Alphamin Resources Corp (TSX VENTURE:AFM) ("Alphamin" or the "Company") is pleased to announce that it has completed an infill resource drilling programme at the Gecomines target on its wholly owned Bisie Tin Prospect (Bisie Project) in east central Democratic Republic of the Congo (DRC). A total of 3,701 meters were completed from 28 drill holes (including 1 re-drill) and tested 275m of strike. All results have been reported and a maiden resource estimate is expected before the end of the third Quarter, 2013.

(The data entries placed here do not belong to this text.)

//! オブジェクトURLのダウンロードを起動し、その直後にURLを解放するモジュール。

pub mod directory_trigger;
pub mod download_error;
pub mod download_object_url;

pub use directory_trigger::DirectoryTrigger;
pub use download_error::DownloadError;
pub use download_object_url::{download_object_url, DownloadAnchor, DownloadTrigger};
//! 画像描画面の型契約（props / emits）と、その参照実装。

pub mod canvas_renderer;
pub mod render_error;
pub mod renderer_props;

pub use canvas_renderer::CanvasRenderer;
pub use render_error::RenderError;
pub use renderer_props::{
    ImageRendererEmits, ImageRendererProps, Orientation, OrientationSizes, SourceFile,
    GEN_DOWNLOAD_EVENT,
};
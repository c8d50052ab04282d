use super::archive_error::ArchiveError;
use serde::Deserialize;
use std::io::{Cursor, Write};
use zip::write::FileOptions;
use zip::{CompressionMethod, ZipWriter};

/// エントリの圧縮方式。
#[derive(Debug, Clone, Copy, Default, PartialEq, Eq, Deserialize)]
#[serde(rename_all = "lowercase")]
pub enum Compression {
    /// 無圧縮（既定）。
    #[default]
    Stored,
    Deflated,
}

impl From<Compression> for CompressionMethod {
    fn from(value: Compression) -> Self {
        match value {
            Compression::Stored => CompressionMethod::Stored,
            Compression::Deflated => CompressionMethod::Deflated,
        }
    }
}

/// ZIPの書き出しオプション。
#[derive(Debug, Clone, Copy, Default, PartialEq, Eq)]
pub struct ArchiveOptions {
    pub compression: Compression,
}

/// 名前付きバイナリエントリを挿入順に保持するメモリ上のアーカイブ。
///
/// 同名のエントリを追加すると、最初の位置のまま内容だけが置き換わる。
#[derive(Debug, Default)]
pub struct ZipBuilder {
    entries: Vec<(String, Vec<u8>)>,
}

impl ZipBuilder {
    pub fn new() -> Self {
        Self::default()
    }

    /// エントリを追加する。既存の名前なら内容を上書きする。
    pub fn file(&mut self, name: &str, data: Vec<u8>) {
        match self.entries.iter_mut().find(|(n, _)| n == name) {
            Some(entry) => {
                tracing::debug!(name, "同名のエントリを上書きします");
                entry.1 = data;
            }
            None => self.entries.push((name.to_string(), data)),
        }
    }

    pub fn len(&self) -> usize {
        self.entries.len()
    }

    pub fn is_empty(&self) -> bool {
        self.entries.is_empty()
    }

    /// エントリ名を挿入順に返す。
    pub fn names(&self) -> impl Iterator<Item = &str> {
        self.entries.iter().map(|(n, _)| n.as_str())
    }

    /// ZIPコンテナとしてシリアライズする。
    pub fn generate(self, options: ArchiveOptions) -> Result<Vec<u8>, ArchiveError> {
        let mut writer = ZipWriter::new(Cursor::new(Vec::new()));
        let file_options =
            FileOptions::default().compression_method(options.compression.into());

        for (name, data) in &self.entries {
            writer.start_file(name.as_str(), file_options)?;
            writer.write_all(data)?;
        }

        let cursor = writer.finish()?;
        Ok(cursor.into_inner())
    }
}
use crate::domain::object_url::BlobError;
use thiserror::Error;

/// アーカイブ生成時のエラー。
#[derive(Debug, Error)]
pub enum ArchiveError {
    /// 入力URLの解決に失敗した。原因はそのまま保持する。
    #[error(transparent)]
    Resolution(#[from] BlobError),

    #[error(transparent)]
    Zip(#[from] zip::result::ZipError),

    #[error(transparent)]
    Io(#[from] std::io::Error),
}
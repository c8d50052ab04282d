use super::renderer_props::Orientation;
use thiserror::Error;

#[derive(Debug, Error)]
pub enum RenderError {
    #[error("画像 '{name}' の読み込みに失敗しました")]
    Decode {
        name: String,
        #[source]
        source: image::ImageError,
    },

    #[error("PNGへのエンコードに失敗しました")]
    Encode(#[source] image::ImageError),

    #[error("背景色 '{0}' を解釈できません")]
    InvalidColour(String),

    #[error("キャンバスの大きさ {width}x{height} は描画できません")]
    EmptyCanvas { width: u32, height: u32 },

    #[error("{0} の目標サイズが 0 です")]
    ZeroSize(Orientation),
}
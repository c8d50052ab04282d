mod cli;
mod workflow;

use clap::Parser;
use image_link_bundler::config::BundlerConfig;
use image_link_bundler::logging::init_logging;
use std::process::ExitCode;

fn main() -> ExitCode {
    // コマンドライン引数を解析します
    let args = cli::Args::parse();

    let config = match BundlerConfig::load(args.config.as_deref()) {
        Ok(config) => config,
        Err(e) => {
            eprintln!("エラー: {}", report(&e));
            return ExitCode::FAILURE;
        }
    };
    init_logging(&config.logging);

    tracing::info!(input = %args.input_dir.display(), "処理を開始します");
    match workflow::run(&args, &config) {
        Ok(summary) => {
            tracing::info!(
                images = summary.image_count,
                archive = %summary.archive_path.display(),
                "すべての処理が完了しました"
            );
            ExitCode::SUCCESS
        }
        Err(e) => {
            tracing::error!("{}", report(&e));
            ExitCode::FAILURE
        }
    }
}

/// エラーとその原因を「: 」でつないだ1行にする。
fn report(error: &dyn std::error::Error) -> String {
    let mut message = error.to_string();
    let mut source = error.source();
    while let Some(cause) = source {
        message.push_str(": ");
        message.push_str(&cause.to_string());
        source = cause.source();
    }
    message
}
use crate::config::ConfigError;
use crate::domain::archive::ArchiveError;
use crate::domain::download::DownloadError;
use crate::domain::input_source::path_error::PathError;
use crate::domain::object_url::BlobError;
use crate::domain::renderer::RenderError;
use thiserror::Error;

#[derive(Debug, Error)]
pub enum AppError {
    #[error("I/Oエラーが発生しました")]
    Io(#[from] std::io::Error),

    #[error("パス関連のエラー")]
    Path(#[from] PathError),

    #[error("設定エラー")]
    Config(#[from] ConfigError),

    #[error("描画エラー")]
    Render(#[from] RenderError),

    #[error(transparent)]
    Blob(#[from] BlobError),

    #[error("アーカイブ生成エラー")]
    Archive(#[from] ArchiveError),

    #[error("ダウンロードエラー")]
    Download(#[from] DownloadError),

    #[error("処理対象が見つかりませんでした: {0}")]
    NoItemsProcessed(String),
}
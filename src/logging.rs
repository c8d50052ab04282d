//! ログ出力の初期化。

use crate::config::LoggingConfig;
use tracing_subscriber::{fmt, EnvFilter};

/// 設定に従って tracing の subscriber を登録する。`RUST_LOG` があればそちらを優先する。
pub fn init_logging(config: &LoggingConfig) {
    let env_filter =
        EnvFilter::try_from_default_env().unwrap_or_else(|_| EnvFilter::new(&config.level));

    if config.json {
        let subscriber = fmt::Subscriber::builder()
            .with_env_filter(env_filter)
            .json()
            .finish();
        tracing::subscriber::set_global_default(subscriber).ok();
    } else {
        let subscriber = fmt::Subscriber::builder()
            .with_env_filter(env_filter)
            .with_target(false)
            .with_writer(std::io::stderr)
            .finish();
        tracing::subscriber::set_global_default(subscriber).ok();
    }
}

Highly significant drill results are shown in the drill hole locality map in Figure 1 and summarized in Table 1. These results included:

  • 28.5m @ 3.31% Sn from 91.5m including 6m @ 5.02% Sn from102.5m in BGC023;
  • 21m @ 2.36% Sn from 133m including 10m @ 3.76% Sn from 133m in BGC024;
  • 14.55m @ 2.22% Sn from 97.45m in BGC025;
  • 14m @ 7.13% Sn from 121m including 3.5m @ 26.54% Sn from 127m in BGC026;
  • 16m @ 1.46% Sn from 125m including 7.5m @ 2.91% Sn from 125.5m in BGC027;
  • 15m @ 7.94% Sn from 171m and 7.65m @ 9.4% Sn from 192m in BGC034;
  • 29m @ 3.3% Sn from 165m including 11m @ 6.06% Sn from 176m in BGC035;
  • 17m @ 3.27% Sn from 133m in BGC036;
  • 17m @ 6.78% Sn from 185m including 4.35m @ 18.62% Sn from186m in BGC037.

The best intercepts were from the four deepest holes (BGC034, 035, 036 and 037) completed during the programme. A photograph of a massive botryoidal wood tin vein intercepted in BGC037 is shown in Figure 4. The same vein was intercepted in BGC035 drilled 50m to the south.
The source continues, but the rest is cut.